Would you copy each line of the data below that has "enum"?

= Entries provided =
◆ ◆ ◆ ◆ ◆ ◆ ◆
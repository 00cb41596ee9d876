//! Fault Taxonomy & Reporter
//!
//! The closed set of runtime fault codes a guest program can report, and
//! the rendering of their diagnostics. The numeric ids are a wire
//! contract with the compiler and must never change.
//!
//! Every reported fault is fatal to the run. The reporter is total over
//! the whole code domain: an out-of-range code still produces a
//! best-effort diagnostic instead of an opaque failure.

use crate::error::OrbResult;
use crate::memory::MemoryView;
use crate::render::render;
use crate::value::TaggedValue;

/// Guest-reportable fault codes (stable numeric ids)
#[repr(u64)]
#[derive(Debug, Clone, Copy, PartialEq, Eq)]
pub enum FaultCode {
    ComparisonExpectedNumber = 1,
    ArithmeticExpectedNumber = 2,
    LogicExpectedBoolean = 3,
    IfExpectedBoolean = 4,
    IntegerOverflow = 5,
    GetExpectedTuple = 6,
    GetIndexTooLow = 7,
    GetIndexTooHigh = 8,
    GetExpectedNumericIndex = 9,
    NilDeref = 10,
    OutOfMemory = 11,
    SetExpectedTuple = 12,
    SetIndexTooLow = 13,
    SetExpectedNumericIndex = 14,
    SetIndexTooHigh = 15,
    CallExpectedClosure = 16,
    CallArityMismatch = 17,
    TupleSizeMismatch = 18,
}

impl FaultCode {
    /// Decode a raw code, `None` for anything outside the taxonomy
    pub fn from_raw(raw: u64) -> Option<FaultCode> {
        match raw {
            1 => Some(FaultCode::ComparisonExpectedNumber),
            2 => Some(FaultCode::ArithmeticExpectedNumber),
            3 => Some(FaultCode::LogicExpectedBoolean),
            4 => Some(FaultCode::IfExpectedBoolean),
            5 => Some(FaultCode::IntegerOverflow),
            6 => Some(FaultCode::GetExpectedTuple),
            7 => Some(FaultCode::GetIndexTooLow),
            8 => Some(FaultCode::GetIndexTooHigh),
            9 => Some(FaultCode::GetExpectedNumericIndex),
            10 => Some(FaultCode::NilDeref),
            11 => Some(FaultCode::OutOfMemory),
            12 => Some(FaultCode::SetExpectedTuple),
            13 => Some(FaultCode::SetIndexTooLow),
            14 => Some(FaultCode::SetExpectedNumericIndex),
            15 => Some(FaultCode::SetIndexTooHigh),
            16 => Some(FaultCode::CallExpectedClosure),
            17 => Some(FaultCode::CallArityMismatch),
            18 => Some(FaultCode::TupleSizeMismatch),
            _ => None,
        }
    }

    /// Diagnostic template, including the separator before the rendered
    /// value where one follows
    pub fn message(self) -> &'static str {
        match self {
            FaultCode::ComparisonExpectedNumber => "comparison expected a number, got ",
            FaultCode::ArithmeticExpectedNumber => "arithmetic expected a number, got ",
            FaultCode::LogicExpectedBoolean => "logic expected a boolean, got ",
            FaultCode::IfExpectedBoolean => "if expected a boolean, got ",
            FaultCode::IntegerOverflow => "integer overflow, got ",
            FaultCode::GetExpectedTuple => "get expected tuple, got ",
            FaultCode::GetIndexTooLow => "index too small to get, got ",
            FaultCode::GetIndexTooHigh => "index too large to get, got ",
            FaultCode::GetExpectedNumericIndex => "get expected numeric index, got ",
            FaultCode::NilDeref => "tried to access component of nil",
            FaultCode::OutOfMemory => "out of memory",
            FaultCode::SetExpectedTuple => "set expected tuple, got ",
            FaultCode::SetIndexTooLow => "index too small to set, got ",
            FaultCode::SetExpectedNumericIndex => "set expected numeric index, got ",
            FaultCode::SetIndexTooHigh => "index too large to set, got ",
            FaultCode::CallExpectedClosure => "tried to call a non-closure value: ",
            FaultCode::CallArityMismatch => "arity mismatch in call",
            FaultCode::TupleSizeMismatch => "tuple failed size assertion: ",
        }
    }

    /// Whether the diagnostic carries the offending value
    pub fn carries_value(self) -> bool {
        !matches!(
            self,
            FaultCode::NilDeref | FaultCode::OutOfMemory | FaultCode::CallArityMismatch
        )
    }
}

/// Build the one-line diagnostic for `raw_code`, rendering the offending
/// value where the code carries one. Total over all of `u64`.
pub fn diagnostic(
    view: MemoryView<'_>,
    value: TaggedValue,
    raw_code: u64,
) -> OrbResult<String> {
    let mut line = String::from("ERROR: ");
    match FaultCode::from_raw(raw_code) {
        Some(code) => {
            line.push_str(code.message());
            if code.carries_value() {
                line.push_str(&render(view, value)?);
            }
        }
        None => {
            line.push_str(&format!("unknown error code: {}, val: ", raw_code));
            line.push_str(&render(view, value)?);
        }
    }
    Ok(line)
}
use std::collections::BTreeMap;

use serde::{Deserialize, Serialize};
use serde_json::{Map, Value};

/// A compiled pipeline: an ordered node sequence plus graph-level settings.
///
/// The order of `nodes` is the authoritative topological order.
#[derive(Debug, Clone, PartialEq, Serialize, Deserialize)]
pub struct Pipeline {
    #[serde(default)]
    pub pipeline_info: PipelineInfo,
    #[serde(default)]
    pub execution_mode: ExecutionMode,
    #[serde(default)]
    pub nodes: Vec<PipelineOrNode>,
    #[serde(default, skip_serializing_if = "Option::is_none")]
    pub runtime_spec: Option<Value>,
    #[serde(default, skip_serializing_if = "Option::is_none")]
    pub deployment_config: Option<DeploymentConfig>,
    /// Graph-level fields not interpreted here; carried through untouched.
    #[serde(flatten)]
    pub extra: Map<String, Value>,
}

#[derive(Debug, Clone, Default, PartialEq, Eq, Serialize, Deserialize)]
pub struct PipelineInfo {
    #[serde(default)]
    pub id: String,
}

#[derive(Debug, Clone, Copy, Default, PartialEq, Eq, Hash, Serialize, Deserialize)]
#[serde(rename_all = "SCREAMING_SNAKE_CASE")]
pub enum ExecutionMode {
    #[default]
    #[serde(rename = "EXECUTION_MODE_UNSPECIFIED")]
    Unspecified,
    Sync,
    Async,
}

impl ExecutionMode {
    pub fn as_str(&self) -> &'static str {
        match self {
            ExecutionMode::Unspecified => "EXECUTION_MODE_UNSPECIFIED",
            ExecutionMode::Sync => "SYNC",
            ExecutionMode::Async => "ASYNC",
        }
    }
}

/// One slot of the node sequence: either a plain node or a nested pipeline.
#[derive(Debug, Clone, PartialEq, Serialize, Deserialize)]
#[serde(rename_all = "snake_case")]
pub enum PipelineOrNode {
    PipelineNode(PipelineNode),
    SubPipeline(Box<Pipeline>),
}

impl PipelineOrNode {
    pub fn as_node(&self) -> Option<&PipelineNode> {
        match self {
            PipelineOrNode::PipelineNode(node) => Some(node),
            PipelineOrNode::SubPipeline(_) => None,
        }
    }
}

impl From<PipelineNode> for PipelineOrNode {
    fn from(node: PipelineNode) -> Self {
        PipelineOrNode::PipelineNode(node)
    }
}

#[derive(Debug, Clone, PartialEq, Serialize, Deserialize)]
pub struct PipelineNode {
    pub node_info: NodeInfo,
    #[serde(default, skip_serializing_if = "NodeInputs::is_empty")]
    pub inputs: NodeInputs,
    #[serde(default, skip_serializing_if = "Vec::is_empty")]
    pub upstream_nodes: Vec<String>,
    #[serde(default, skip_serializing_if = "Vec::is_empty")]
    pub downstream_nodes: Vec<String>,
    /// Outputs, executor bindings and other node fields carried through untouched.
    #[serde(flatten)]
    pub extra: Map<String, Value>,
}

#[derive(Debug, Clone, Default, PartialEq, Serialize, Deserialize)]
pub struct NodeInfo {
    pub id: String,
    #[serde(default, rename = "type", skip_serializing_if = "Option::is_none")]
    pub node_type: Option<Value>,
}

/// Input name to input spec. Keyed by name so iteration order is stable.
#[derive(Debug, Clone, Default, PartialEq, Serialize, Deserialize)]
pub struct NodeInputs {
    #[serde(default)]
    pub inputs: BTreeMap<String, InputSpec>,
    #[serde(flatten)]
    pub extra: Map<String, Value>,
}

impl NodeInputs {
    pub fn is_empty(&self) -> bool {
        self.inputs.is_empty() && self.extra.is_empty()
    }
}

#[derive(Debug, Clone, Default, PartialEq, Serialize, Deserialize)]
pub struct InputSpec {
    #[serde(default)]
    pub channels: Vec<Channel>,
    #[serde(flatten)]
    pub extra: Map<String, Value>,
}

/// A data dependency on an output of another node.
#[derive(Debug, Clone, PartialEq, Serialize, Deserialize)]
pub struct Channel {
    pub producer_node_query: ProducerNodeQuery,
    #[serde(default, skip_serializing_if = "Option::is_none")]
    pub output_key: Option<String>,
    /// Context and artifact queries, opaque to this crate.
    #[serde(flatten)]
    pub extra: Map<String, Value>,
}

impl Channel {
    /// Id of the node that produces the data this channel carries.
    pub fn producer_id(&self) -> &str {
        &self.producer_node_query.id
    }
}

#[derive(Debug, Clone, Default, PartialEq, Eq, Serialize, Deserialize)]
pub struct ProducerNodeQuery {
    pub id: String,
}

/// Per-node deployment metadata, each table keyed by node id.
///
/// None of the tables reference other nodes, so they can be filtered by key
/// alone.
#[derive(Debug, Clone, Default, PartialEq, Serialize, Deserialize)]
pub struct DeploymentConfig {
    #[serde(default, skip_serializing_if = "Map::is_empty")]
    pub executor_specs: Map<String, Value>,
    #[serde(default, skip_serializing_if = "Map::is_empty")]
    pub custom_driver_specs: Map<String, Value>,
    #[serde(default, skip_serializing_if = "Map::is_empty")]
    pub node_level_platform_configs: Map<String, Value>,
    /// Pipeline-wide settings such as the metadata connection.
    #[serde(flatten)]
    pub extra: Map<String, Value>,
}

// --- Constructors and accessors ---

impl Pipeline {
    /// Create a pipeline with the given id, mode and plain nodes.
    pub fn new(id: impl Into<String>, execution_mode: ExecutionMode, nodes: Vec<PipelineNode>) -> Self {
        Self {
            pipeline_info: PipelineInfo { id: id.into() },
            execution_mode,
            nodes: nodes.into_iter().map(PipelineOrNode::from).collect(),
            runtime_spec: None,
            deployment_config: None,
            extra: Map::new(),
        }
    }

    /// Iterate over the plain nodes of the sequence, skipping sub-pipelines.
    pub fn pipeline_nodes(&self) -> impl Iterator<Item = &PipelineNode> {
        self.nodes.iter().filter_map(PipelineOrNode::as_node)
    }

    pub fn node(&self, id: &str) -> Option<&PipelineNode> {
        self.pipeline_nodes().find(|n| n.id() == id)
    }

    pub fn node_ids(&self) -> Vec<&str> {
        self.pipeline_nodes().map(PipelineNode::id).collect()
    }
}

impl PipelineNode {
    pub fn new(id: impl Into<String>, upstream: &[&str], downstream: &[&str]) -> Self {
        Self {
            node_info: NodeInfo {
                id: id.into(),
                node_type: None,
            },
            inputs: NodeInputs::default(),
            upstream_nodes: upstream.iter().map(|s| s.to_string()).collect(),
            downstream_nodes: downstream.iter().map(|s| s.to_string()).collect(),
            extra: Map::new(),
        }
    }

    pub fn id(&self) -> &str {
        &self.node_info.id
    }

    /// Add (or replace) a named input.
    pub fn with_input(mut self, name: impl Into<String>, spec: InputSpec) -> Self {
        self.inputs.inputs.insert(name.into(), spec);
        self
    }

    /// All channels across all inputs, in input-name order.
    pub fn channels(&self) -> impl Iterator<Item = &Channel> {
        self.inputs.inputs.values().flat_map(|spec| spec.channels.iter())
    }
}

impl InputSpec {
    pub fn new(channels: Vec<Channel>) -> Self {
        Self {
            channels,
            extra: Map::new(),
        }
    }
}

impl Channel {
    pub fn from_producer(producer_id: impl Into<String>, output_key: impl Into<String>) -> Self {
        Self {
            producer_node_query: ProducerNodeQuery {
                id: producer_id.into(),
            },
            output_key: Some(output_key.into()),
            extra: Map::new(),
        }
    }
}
◆ ◆ ◆ ◆ ◆ ◆ ◆
= Reply to the exercise =
pub enum FaultCode {
pub enum ExecutionMode {
pub enum PipelineOrNode {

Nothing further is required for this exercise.